久元神戸市長、つながらない権利「条例に加え環境づくりも」 有識者が報告書

20200314つながらない権利

 神戸市の久元喜造市長(写真左)は13日午後、「『つながらない権利』に関する有識者会議」の座長である神戸学院大学の岡田豊基教授(同右)から報告書を受け取った。久元市長は「条例の制定ということだけではなく、リアルな社会の環境づくりについても考えたい」と述べ、子供も大人もネットから離れて楽しめる活動についても検討する意向を述べた。ネットを通じて人と交流を持つうえで「オンとオフを切り替える方策について、民間企業の意見を聞くとともに、条例制定も含め行政がどう支援できるか検討する」との方針も語った。

 足元では新型コロナウイルスに関連する情報など「緊急情報は(スマートフォンアプリの)ラインなどで常時共有している」としながらも、久元氏は「急がない案件まで休日でも部下にメールで指示する職員を目の当たりにして」、問題意識を持ったという。神戸市は大都市ながら、六甲山や里山地域のほか須磨や舞子の海岸など自然と親しむ活動もしやすい。このため常時接続できても「ネットに振り回されるのではなく、人間らしい暮らしができる環境を整えることが都市の魅力につながる」と考えたという。

 神戸市は条例制定の可否なども含め、今後の展開について2020年度に検討する。香川県が18歳未満に1日のゲームの使用時間を1時間以内とすることなどを盛り込んだ条例案を提示したことについて久元氏は「大変注目されている」と関心を示す一方で、条例でネットの利用を制限するなら「どうしてネットに対して規制が要るのか、という前提の議論が大事」との見解を示した。

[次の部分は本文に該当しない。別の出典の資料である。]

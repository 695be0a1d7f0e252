// Copyright 2025 Sushanth (https://github.com/sushanthpy)
//
// This program is free software: you can redistribute it and/or modify
// it under the terms of the GNU Affero General Public License as published by
// the Free Software Foundation, either version 3 of the License, or
// (at your option) any later version.
//
// This program is distributed in the hope that it will be useful,
// but WITHOUT ANY WARRANTY; without even the implied warranty of
// MERCHANTABILITY or FITNESS FOR A PARTICULAR PURPOSE. See the
// GNU Affero General Public License for more details.
//
// You should have received a copy of the GNU Affero General Public License
// along with this program. If not, see <https://www.gnu.org/licenses/>.

//! Analyzed record data model

use serde::{Deserialize, Serialize};
use std::collections::BTreeMap;

/// Result of analyzing a string, keyed by its content hash.
///
/// Records are produced once by [`crate::analyze`] and never mutated. Every
/// derived field is computed from `value`, the canonical (trimmed) text.
#[derive(Debug, Clone, PartialEq, Eq, Serialize, Deserialize)]
pub struct AnalyzedRecord {
    /// Lowercase hex SHA-256 of `value`
    pub id: String,
    /// Canonical text
    pub value: String,
    /// Number of characters in `value`
    pub length: usize,
    /// Case-insensitive palindrome flag
    pub is_palindrome: bool,
    /// Number of distinct characters (case-sensitive)
    pub unique_characters: usize,
    /// Number of whitespace-delimited tokens
    pub word_count: usize,
    /// Occurrences of each character (case-sensitive, interior whitespace included)
    pub character_frequency_map: BTreeMap<char, usize>,
}

impl AnalyzedRecord {
    /// Property view used by the HTTP layer
    pub fn properties(&self) -> StringProperties {
        StringProperties {
            length: self.length,
            is_palindrome: self.is_palindrome,
            unique_characters: self.unique_characters,
            word_count: self.word_count,
            sha256_hash: self.id.clone(),
            character_frequency_map: self.character_frequency_map.clone(),
        }
    }

    /// Whether `c` occurs at least once in the value
    pub fn contains_char(&self, c: char) -> bool {
        self.character_frequency_map
            .get(&c)
            .is_some_and(|count| *count > 0)
    }
}

/// Derived properties of a record, as returned to API clients
#[derive(Debug, Clone, PartialEq, Eq, Serialize, Deserialize)]
pub struct StringProperties {
    pub length: usize,
    pub is_palindrome: bool,
    pub unique_characters: usize,
    pub word_count: usize,
    pub sha256_hash: String,
    pub character_frequency_map: BTreeMap<char, usize>,
}
// Copyright 2025 Sushanth (https://github.com/sushanthpy)
//
// This program is free software: you can redistribute it and/or modify
// it under the terms of the GNU Affero General Public License as published by
// the Free Software Foundation, either version 3 of the License, or
// (at your option) any later version.
//
// This program is distributed in the hope that it will be useful,
// but WITHOUT ANY WARRANTY; without even the implied warranty of
// MERCHANTABILITY or FITNESS FOR A PARTICULAR PURPOSE. See the
// GNU Affero General Public License for more details.
//
// You should have received a copy of the GNU Affero General Public License
// along with this program. If not, see <https://www.gnu.org/licenses/>.

//! Natural Language Query Translator
//!
//! Maps a handful of English phrasings onto [`FilterSet`] fields using a fixed,
//! ordered table of phrase rules. Every rule is evaluated against the
//! lowercased query; each one that matches sets its field, and a later rule
//! overwrites a field an earlier rule already set. That ordering is what lets
//! an exact length ("length of 5") win over "longer than" / "shorter than".
//!
//! ## Example Queries
//!
//! - "single word palindromic strings"
//! - "strings longer than 10 characters"
//! - "strings shorter than 5 characters"
//! - "strings containing the letter z"
//! - "strings of length 7 containing the letter 'a'"

use regex::{Captures, Regex};
use serde::{Deserialize, Serialize};
use stringlens_core::{FilterSet, Result, StringLensError};
use tracing::trace;

/// Successful translation of a natural-language query
#[derive(Debug, Clone, PartialEq, Eq, Serialize, Deserialize)]
pub struct InterpretedQuery {
    /// Query text as submitted
    pub original: String,
    /// Filters derived from the text
    pub parsed_filters: FilterSet,
}

/// One phrase-to-filter mapping
struct PhraseRule {
    name: &'static str,
    /// Alternatives tried in order; the first that matches supplies the captures
    patterns: Vec<Regex>,
    /// Rule is skipped when this pattern matches anywhere in the query
    unless: Option<Regex>,
    apply: fn(&Captures, FilterSet) -> Result<FilterSet>,
}

/// Natural language query translator
pub struct QueryTranslator {
    rules: Vec<PhraseRule>,
}

impl QueryTranslator {
    /// Create a translator with the built-in rule table
    pub fn new() -> Self {
        Self {
            rules: Self::build_rules(),
        }
    }

    fn build_rules() -> Vec<PhraseRule> {
        vec![
            // "single word", "one-word"
            PhraseRule {
                name: "single_word",
                patterns: vec![pattern(r"\b(?:single|one)[- ]word\b")],
                unless: None,
                apply: |_, filters| Ok(filters.with_word_count(1)),
            },
            // "palindrome", "palindromes", "palindromic", "palindromal"
            PhraseRule {
                name: "palindrome",
                patterns: vec![pattern(r"\bpalindrom(?:es?|ic|al)\b")],
                unless: None,
                apply: |_, filters| Ok(filters.with_palindrome(true)),
            },
            // "longer than or equal to N"
            PhraseRule {
                name: "longer_or_equal",
                patterns: vec![pattern(LONGER_OR_EQUAL)],
                unless: None,
                apply: |caps, filters| Ok(filters.with_min_length(numeric_capture(caps)?)),
            },
            // "longer than N"
            PhraseRule {
                name: "longer_than",
                patterns: vec![pattern(r"\blonger than ([0-9]+)")],
                unless: Some(pattern(LONGER_OR_EQUAL)),
                apply: |caps, filters| {
                    let n = numeric_capture(caps)?;
                    let min_length = n.checked_add(1).ok_or_else(|| invalid_literal(caps))?;
                    Ok(filters.with_min_length(min_length))
                },
            },
            // "shorter than N"
            PhraseRule {
                name: "shorter_than",
                patterns: vec![pattern(r"\bshorter than ([0-9]+)")],
                unless: None,
                apply: |caps, filters| Ok(filters.with_max_length(numeric_capture(caps)? - 1)),
            },
            // "length N", "length of N"
            PhraseRule {
                name: "exact_length",
                patterns: vec![pattern(r"\blength (?:of )?([0-9]+)")],
                unless: None,
                apply: |caps, filters| Ok(filters.with_exact_length(numeric_capture(caps)?)),
            },
            // "containing the letter 'a'", "contains letter z", "containing z"
            PhraseRule {
                name: "contains_character",
                patterns: vec![
                    pattern(
                        r#"\bcontain(?:s|ing)?\s+(?:the\s+)?letters?\s+['"]?([a-z0-9])['"]?(?:[^a-z0-9]|$)"#,
                    ),
                    pattern(r#"\bcontain(?:s|ing)?\s+['"]?([a-z0-9])['"]?(?:[^a-z0-9]|$)"#),
                ],
                unless: None,
                apply: |caps, filters| {
                    let c = caps
                        .get(1)
                        .and_then(|m| m.as_str().chars().next())
                        .ok_or_else(|| invalid_literal(caps))?;
                    Ok(filters.with_contains_character(c))
                },
            },
        ]
    }

    /// Translate a natural language query into filters
    ///
    /// Fails with [`StringLensError::UnparseableQuery`] when no rule matches and
    /// with [`StringLensError::InvalidNumericLiteral`] when a matched number does
    /// not fit the filter's integer type.
    pub fn translate(&self, text: &str) -> Result<InterpretedQuery> {
        let normalized = text.trim().to_lowercase();
        let mut filters = FilterSet::new();

        for rule in &self.rules {
            if let Some(unless) = &rule.unless {
                if unless.is_match(&normalized) {
                    continue;
                }
            }

            let Some(caps) = rule.patterns.iter().find_map(|re| re.captures(&normalized)) else {
                continue;
            };

            filters = (rule.apply)(&caps, filters)?;
            trace!(rule = rule.name, "phrase rule matched");
        }

        if filters.is_empty() {
            return Err(StringLensError::UnparseableQuery {
                query: text.to_string(),
            });
        }

        Ok(InterpretedQuery {
            original: text.to_string(),
            parsed_filters: filters,
        })
    }
}

impl Default for QueryTranslator {
    fn default() -> Self {
        Self::new()
    }
}

const LONGER_OR_EQUAL: &str = r"\blonger than or equal to ([0-9]+)";

fn pattern(source: &str) -> Regex {
    Regex::new(source).expect("phrase rule pattern must compile")
}

/// First capture group as a non-negative integer
fn numeric_capture(caps: &Captures) -> Result<i64> {
    caps.get(1)
        .and_then(|m| m.as_str().parse::<i64>().ok())
        .ok_or_else(|| invalid_literal(caps))
}

fn invalid_literal(caps: &Captures) -> StringLensError {
    StringLensError::InvalidNumericLiteral {
        literal: caps
            .get(1)
            .map(|m| m.as_str().to_string())
            .unwrap_or_default(),
    }
}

 報告書ではスマートフォン(スマホ)を通じたネット接続が子供の遊びや勉強の時間の時間を奪い、大人は勤務時間外でも緊急でない仕事のメールを日常的に受け取っている現状を紹介。体を動かして遊べる公園や多様な趣味といった、学校や仕事以外の活動・人間関係を展開しやすい環境整備が、そうした現状を変える可能性が高いと指摘した。そのうえで条例などによるルール作りは、神戸市が「人間を大事にする都市」という姿勢を示すうえで意義があると結論づけた。